Task instructions >>
The required output is a number: how many lines of the data below include the string "WriteOutcome".

Saved data entries:

——————

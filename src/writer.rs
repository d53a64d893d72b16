//! The only component that mutates the filesystem.

use std::collections::{HashMap, HashSet};
use std::path::{Path, PathBuf};

use crate::error::Error;
use crate::hasher;
use crate::types::Checksum;

/// How output reaches the filesystem. Chosen once per run and consumed only
/// by the [`Writer`]; upstream components never see it.
#[derive(Debug, Clone, PartialEq, Eq)]
pub enum OutputMode {
    /// Compute everything, touch nothing.
    DryRun,
    /// Write under `root` instead of the real destinations, mirroring them
    /// as `target/`, `assets/` and `nav/`.
    Staging {
        /// Staging directory.
        root: PathBuf,
    },
    /// Write to the real destinations.
    Write,
}

/// Result of dispatching a document.
#[derive(Debug, Clone, PartialEq, Eq)]
pub enum WriteOutcome {
    /// Another document already claimed this destination in this run.
    Collision,
    /// Written (or would be, in dry-run) at this path.
    Written(PathBuf),
}

/// Result of dispatching an image.
#[derive(Debug, Clone, PartialEq, Eq)]
pub enum ImageOutcome {
    /// Copied (or would be, in dry-run).
    Copied,
    /// Same destination already claimed with different bytes; first copy kept.
    Conflict,
    /// Same destination already claimed with identical bytes.
    Duplicate,
}

/// Applies output side effects according to an [`OutputMode`].
#[derive(Debug)]
pub struct Writer {
    /// Root images are copied into.
    assets_root: PathBuf,
    /// Document destinations claimed this run.
    claimed_documents: HashSet<PathBuf>,
    /// Image destinations claimed this run, with their content checksum.
    claimed_images: HashMap<PathBuf, Checksum>,
    /// Selected mode.
    mode: OutputMode,
    /// Root documents are written into.
    target_root: PathBuf,
}

impl Writer {
    /// A writer for the given roots.
    pub fn new(mode: OutputMode, target_root: PathBuf, assets_root: PathBuf) -> Self {
        return Self {
            assets_root,
            claimed_documents: HashSet::new(),
            claimed_images: HashMap::new(),
            mode,
            target_root,
        };
    }

    /// Selected mode.
    pub const fn mode(&self) -> &OutputMode {
        return &self.mode;
    }

    /// Create the output roots. Failure here aborts the run.
    ///
    /// # Errors
    ///
    /// Returns `Error::OutputRootUnwritable` if a root cannot be created.
    pub fn prepare_roots(&self) -> Result<(), Error> {
        if self.mode == OutputMode::DryRun {
            return Ok(());
        }
        for root in [self.document_root(), self.image_root()] {
            std::fs::create_dir_all(&root).map_err(|source| {
                return Error::OutputRootUnwritable { path: root.clone(), source };
            })?;
        }
        return Ok(());
    }

    /// Directory documents actually land in.
    pub fn document_root(&self) -> PathBuf {
        return match &self.mode {
            OutputMode::Staging { root } => root.join("target"),
            OutputMode::DryRun | OutputMode::Write => self.target_root.clone(),
        };
    }

    /// Directory images actually land in.
    pub fn image_root(&self) -> PathBuf {
        return match &self.mode {
            OutputMode::Staging { root } => root.join("assets"),
            OutputMode::DryRun | OutputMode::Write => self.assets_root.clone(),
        };
    }

    /// Write a document at `relative` under the target root, overwriting.
    /// Each destination is claimed once per run; later claims collide.
    ///
    /// # Errors
    ///
    /// Returns the I/O error if the file or its parents cannot be written.
    pub fn write_document(&mut self, relative: &Path, content: &str) -> Result<WriteOutcome, std::io::Error> {
        if !self.claimed_documents.insert(relative.to_path_buf()) {
            return Ok(WriteOutcome::Collision);
        }

        let dest = self.document_root().join(relative);
        self.put(&dest, content.as_bytes())?;
        return Ok(WriteOutcome::Written(dest));
    }

    /// Copy image bytes to `relative` under the assets root. The first
    /// claim of a destination wins.
    ///
    /// # Errors
    ///
    /// Returns the I/O error if the file or its parents cannot be written.
    pub fn copy_image(&mut self, relative: &Path, bytes: &[u8]) -> Result<ImageOutcome, std::io::Error> {
        let sum = hasher::checksum(bytes);
        if let Some(existing) = self.claimed_images.get(relative) {
            if *existing == sum {
                return Ok(ImageOutcome::Duplicate);
            }
            return Ok(ImageOutcome::Conflict);
        }
        self.claimed_images.insert(relative.to_path_buf(), sum);

        let dest = self.image_root().join(relative);
        if self.mode != OutputMode::DryRun && std::fs::read(&dest).is_ok_and(|current| return current == bytes) {
            log::trace!("image unchanged: {}", dest.display());
            return Ok(ImageOutcome::Copied);
        }
        self.put(&dest, bytes)?;
        return Ok(ImageOutcome::Copied);
    }

    /// Write an auxiliary file such as the navigation manifest. In staging
    /// mode it lands under `nav/` keeping its file name.
    ///
    /// # Errors
    ///
    /// Returns the I/O error if the file or its parents cannot be written.
    pub fn write_file(&self, path: &Path, content: &str) -> Result<PathBuf, std::io::Error> {
        let dest = match &self.mode {
            OutputMode::Staging { root } => {
                let name = path.file_name().map_or_else(|| return PathBuf::from("nav.json"), PathBuf::from);
                root.join("nav").join(name)
            },
            OutputMode::DryRun | OutputMode::Write => path.to_path_buf(),
        };
        self.put(&dest, content.as_bytes())?;
        return Ok(dest);
    }

    /// Create parents and write, unless in dry-run.
    fn put(&self, dest: &Path, bytes: &[u8]) -> Result<(), std::io::Error> {
        if self.mode == OutputMode::DryRun {
            log::debug!("dry-run: would write {}", dest.display());
            return Ok(());
        }
        if let Some(parent) = dest.parent() {
            std::fs::create_dir_all(parent)?;
        }
        std::fs::write(dest, bytes)?;
        log::debug!("wrote {}", dest.display());
        return Ok(());
    }
}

——————

Problem solution >>
4